*DIRECTIONS FOR THIS TASK*. In your reply, reproduce the lines from the first one below to the line containing "the ranking table.", inclusive, exactly as they stand.

*DATASET EXCERPTS*.
=-=-=-=-=

//! # Listing Model
//! Property records and the fixed feature schema the learner operates on.
//!
//! Listings are created and updated by an external ingestion process; the
//! engine treats them as read-only except for its own derived projections
//! (score, percentile, comparison count) which live in the ranking table.

use serde::{Deserialize, Serialize};

/// Version of the feature schema the weight vector is defined over.
/// Bump when variants are added or removed so persisted weight vectors
/// from an older schema are not silently misread.
pub const FEATURE_SCHEMA_VERSION: u32 = 1;

/// Fixed schema of numeric features known to the learner.
///
/// Every weight in the model resolves one of these names; a listing that
/// lacks a value for a feature contributes zero for it. Anything outside
/// this enum is rejected at store ingestion, never tolerated in the learner.
#[derive(Debug, Clone, Copy, PartialEq, Eq, Hash, Serialize, Deserialize)]
#[serde(rename_all = "snake_case")]
pub enum Feature {
    ListPrice,
    Sqft,
    Beds,
    FullBaths,
    HoaFee,
    Tax,
    YearBuilt,
    LotSqft,
    PricePerSqft,
}

impl Feature {
    pub const ALL: [Feature; 9] = [
        Feature::ListPrice,
        Feature::Sqft,
        Feature::Beds,
        Feature::FullBaths,
        Feature::HoaFee,
        Feature::Tax,
        Feature::YearBuilt,
        Feature::LotSqft,
        Feature::PricePerSqft,
    ];

    /// Stable wire name, matching the serde representation.
    pub fn name(&self) -> &'static str {
        match self {
            Feature::ListPrice => "list_price",
            Feature::Sqft => "sqft",
            Feature::Beds => "beds",
            Feature::FullBaths => "full_baths",
            Feature::HoaFee => "hoa_fee",
            Feature::Tax => "tax",
            Feature::YearBuilt => "year_built",
            Feature::LotSqft => "lot_sqft",
            Feature::PricePerSqft => "price_per_sqft",
        }
    }
}

/// A property record as the engine sees it.
///
/// `deny_unknown_fields` keeps the store honest: a payload carrying feature
/// names outside the schema fails at ingestion instead of surfacing as a
/// silently ignored column later.
#[derive(Debug, Clone, PartialEq, Serialize, Deserialize)]
#[serde(deny_unknown_fields)]
pub struct Listing {
    pub id: u64,

    #[serde(default, skip_serializing_if = "Option::is_none")]
    pub formatted_address: Option<String>,
    #[serde(default, skip_serializing_if = "Option::is_none")]
    pub primary_photo: Option<String>,

    // Numeric features
    #[serde(default)]
    pub list_price: Option<f64>,
    #[serde(default)]
    pub sqft: Option<f64>,
    #[serde(default)]
    pub beds: Option<f64>,
    #[serde(default)]
    pub full_baths: Option<f64>,
    #[serde(default)]
    pub hoa_fee: Option<f64>,
    #[serde(default)]
    pub tax: Option<f64>,
    #[serde(default)]
    pub year_built: Option<f64>,
    #[serde(default)]
    pub lot_sqft: Option<f64>,

    // Categorical
    #[serde(default, skip_serializing_if = "Option::is_none")]
    pub neighborhood: Option<String>,
    #[serde(default, skip_serializing_if = "Option::is_none")]
    pub style: Option<String>,

    // Geo
    #[serde(default)]
    pub latitude: Option<f64>,
    #[serde(default)]
    pub longitude: Option<f64>,
}

impl Listing {
    /// Derived price per square foot; undefined when sqft is zero or absent.
    pub fn price_per_sqft(&self) -> Option<f64> {
        match (self.list_price, self.sqft) {
            (Some(price), Some(sqft)) if sqft > 0.0 => Some(price / sqft),
            _ => None,
        }
    }

    /// Raw value for a schema feature. `None` means "no contribution",
    /// which normalization maps to zero.
    pub fn feature(&self, f: Feature) -> Option<f64> {
        match f {
            Feature::ListPrice => self.list_price,
            Feature::Sqft => self.sqft,
            Feature::Beds => self.beds,
            Feature::FullBaths => self.full_baths,
            Feature::HoaFee => self.hoa_fee,
            Feature::Tax => self.tax,
            Feature::YearBuilt => self.year_built,
            Feature::LotSqft => self.lot_sqft,
            Feature::PricePerSqft => self.price_per_sqft(),
        }
    }

    /// Flat Euclidean distance in degrees to another listing, if both carry
    /// coordinates. Good enough for "nearby candidates" filtering at city
    /// scale; not a geodesic.
    pub fn distance_to(&self, other: &Listing) -> Option<f64> {
        match (self.latitude, self.longitude, other.latitude, other.longitude) {
            (Some(lat_a), Some(lon_a), Some(lat_b), Some(lon_b)) => {
                let dlat = lat_a - lat_b;
                let dlon = lon_a - lon_b;
                Some((dlat * dlat + dlon * dlon).sqrt())
            }
            _ => None,
        }
    }
}

#[cfg(test)]
mod tests {
    use super::*;

    fn listing(id: u64) -> Listing {
        Listing {
            id,
            formatted_address: None,
            primary_photo: None,
            list_price: Some(500_000.0),
            sqft: Some(2_000.0),
            beds: Some(3.0),
            full_baths: Some(2.0),
            hoa_fee: None,
            tax: None,
            year_built: Some(1998.0),
            lot_sqft: None,
            neighborhood: Some("Northside".to_string()),
            style: None,
            latitude: Some(40.0),
            longitude: Some(-70.0),
        }
    }

    #[test]
    fn price_per_sqft_is_derived() {
        let l = listing(1);
        assert_eq!(l.price_per_sqft(), Some(250.0));
        assert_eq!(l.feature(Feature::PricePerSqft), Some(250.0));
    }

    #[test]
    fn price_per_sqft_undefined_for_zero_sqft() {
        let mut l = listing(1);
        l.sqft = Some(0.0);
        assert_eq!(l.price_per_sqft(), None);
        l.sqft = None;
        assert_eq!(l.price_per_sqft(), None);
    }

    #[test]
    fn missing_feature_reads_as_none() {
        let l = listing(1);
        assert_eq!(l.feature(Feature::HoaFee), None);
        assert_eq!(l.feature(Feature::Beds), Some(3.0));
    }

    #[test]
    fn unknown_fields_are_rejected_at_ingestion() {
        let raw = r#"{"id": 7, "list_price": 100.0, "walk_score": 93}"#;
        let parsed: Result<Listing, _> = serde_json::from_str(raw);
        assert!(parsed.is_err(), "unknown feature names must not deserialize");
    }

    #[test]
    fn distance_requires_coordinates_on_both_sides() {
        let a = listing(1);
        let mut b = listing(2);
        b.latitude = Some(43.0);
        b.longitude = Some(-66.0);
        let d = a.distance_to(&b).unwrap();
        assert!((d - 5.0).abs() < 1e-9);

        b.longitude = None;
        assert_eq!(a.distance_to(&b), None);
    }
}
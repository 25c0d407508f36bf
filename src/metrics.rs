use axum::{routing::get, Router};
use metrics::gauge;
use metrics_exporter_prometheus::{PrometheusBuilder, PrometheusHandle};

pub struct Metrics {
    pub handle: PrometheusHandle,
}

impl Metrics {
    /// Initialize the Prometheus recorder and expose a static gauge for the
    /// configured learning rate.
    pub fn init(learning_rate: f64) -> Self {
        // Use default buckets to avoid API differences across crate versions.
        let builder = PrometheusBuilder::new();

        let handle = builder
            .install_recorder()
            .expect("prometheus: install recorder");

        gauge!("ranking_learning_rate").set(learning_rate);

        Self { handle }
    }

    /// Returns a router exposing `/metrics` with the Prometheus exposition format.
    pub fn router(&self) -> Router {
        let handle = self.handle.clone();
        Router::new().route(
            "/metrics",
            get(move || {
                let h = handle.clone();
                async move { h.render() }
            }),
        )
    }
}
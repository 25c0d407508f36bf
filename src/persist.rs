//! # Durable Store
//! Write-through persistence seam for the ingest transaction.
//!
//! The engine writes durably first and commits to memory only afterwards,
//! so a failed write leaves in-memory state untouched and the caller can
//! retry. The storage technology is deliberately behind a trait: the file
//! store below is the reference implementation, not a commitment.

use std::fs::{self, OpenOptions};
use std::io::Write as _;
use std::path::PathBuf;

use crate::error::RankingError;
use crate::learn::WeightVector;
use crate::ledger::ComparisonRecord;

pub trait DurableStore: Send + Sync {
    /// Append one comparison to the durable log.
    fn append_comparison(&self, record: &ComparisonRecord) -> Result<(), RankingError>;

    /// Replace the persisted weight vector.
    fn save_weights(&self, weights: &WeightVector) -> Result<(), RankingError>;

    /// Weights from a previous run, if any.
    fn load_weights(&self) -> Result<Option<WeightVector>, RankingError>;

    /// Administrative reset: drop log and weights.
    fn clear(&self) -> Result<(), RankingError>;
}

/// In-memory-only deployments: every durable write trivially succeeds.
#[derive(Debug, Default)]
pub struct NullStore;

impl DurableStore for NullStore {
    fn append_comparison(&self, _record: &ComparisonRecord) -> Result<(), RankingError> {
        Ok(())
    }

    fn save_weights(&self, _weights: &WeightVector) -> Result<(), RankingError> {
        Ok(())
    }

    fn load_weights(&self) -> Result<Option<WeightVector>, RankingError> {
        Ok(None)
    }

    fn clear(&self) -> Result<(), RankingError> {
        Ok(())
    }
}

/// JSON-on-disk store: comparisons as an append-only JSONL log, the weight
/// vector as a single JSON document replaced atomically via rename.
#[derive(Debug)]
pub struct JsonFileStore {
    dir: PathBuf,
}

impl JsonFileStore {
    pub fn new(dir: PathBuf) -> Result<Self, RankingError> {
        fs::create_dir_all(&dir).map_err(RankingError::persistence)?;
        Ok(Self { dir })
    }

    fn log_path(&self) -> PathBuf {
        self.dir.join("comparisons.jsonl")
    }

    fn weights_path(&self) -> PathBuf {
        self.dir.join("weights.json")
    }
}

impl DurableStore for JsonFileStore {
    fn append_comparison(&self, record: &ComparisonRecord) -> Result<(), RankingError> {
        let line = serde_json::to_string(record).map_err(RankingError::persistence)?;
        let mut file = OpenOptions::new()
            .create(true)
            .append(true)
            .open(self.log_path())
            .map_err(RankingError::persistence)?;
        writeln!(file, "{line}").map_err(RankingError::persistence)?;
        Ok(())
    }

    fn save_weights(&self, weights: &WeightVector) -> Result<(), RankingError> {
        let json = serde_json::to_vec_pretty(weights).map_err(RankingError::persistence)?;
        let tmp = self.dir.join("weights.json.tmp");
        fs::write(&tmp, json).map_err(RankingError::persistence)?;
        fs::rename(&tmp, self.weights_path()).map_err(RankingError::persistence)?;
        Ok(())
    }

    fn load_weights(&self) -> Result<Option<WeightVector>, RankingError> {
        let path = self.weights_path();
        if !path.exists() {
            return Ok(None);
        }
        let bytes = fs::read(&path).map_err(RankingError::persistence)?;
        let weights = serde_json::from_slice(&bytes).map_err(RankingError::persistence)?;
        Ok(Some(weights))
    }

    fn clear(&self) -> Result<(), RankingError> {
        for path in [self.log_path(), self.weights_path()] {
            if path.exists() {
                fs::remove_file(&path).map_err(RankingError::persistence)?;
            }
        }
        Ok(())
    }
}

=-=-=-=-=

*ANSWER TO THE EXERCISE*.
//! # Listing Model
//! Property records and the fixed feature schema the learner operates on.
//!
//! Listings are created and updated by an external ingestion process; the
//! engine treats them as read-only except for its own derived projections
//! (score, percentile, comparison count) which live in the ranking table.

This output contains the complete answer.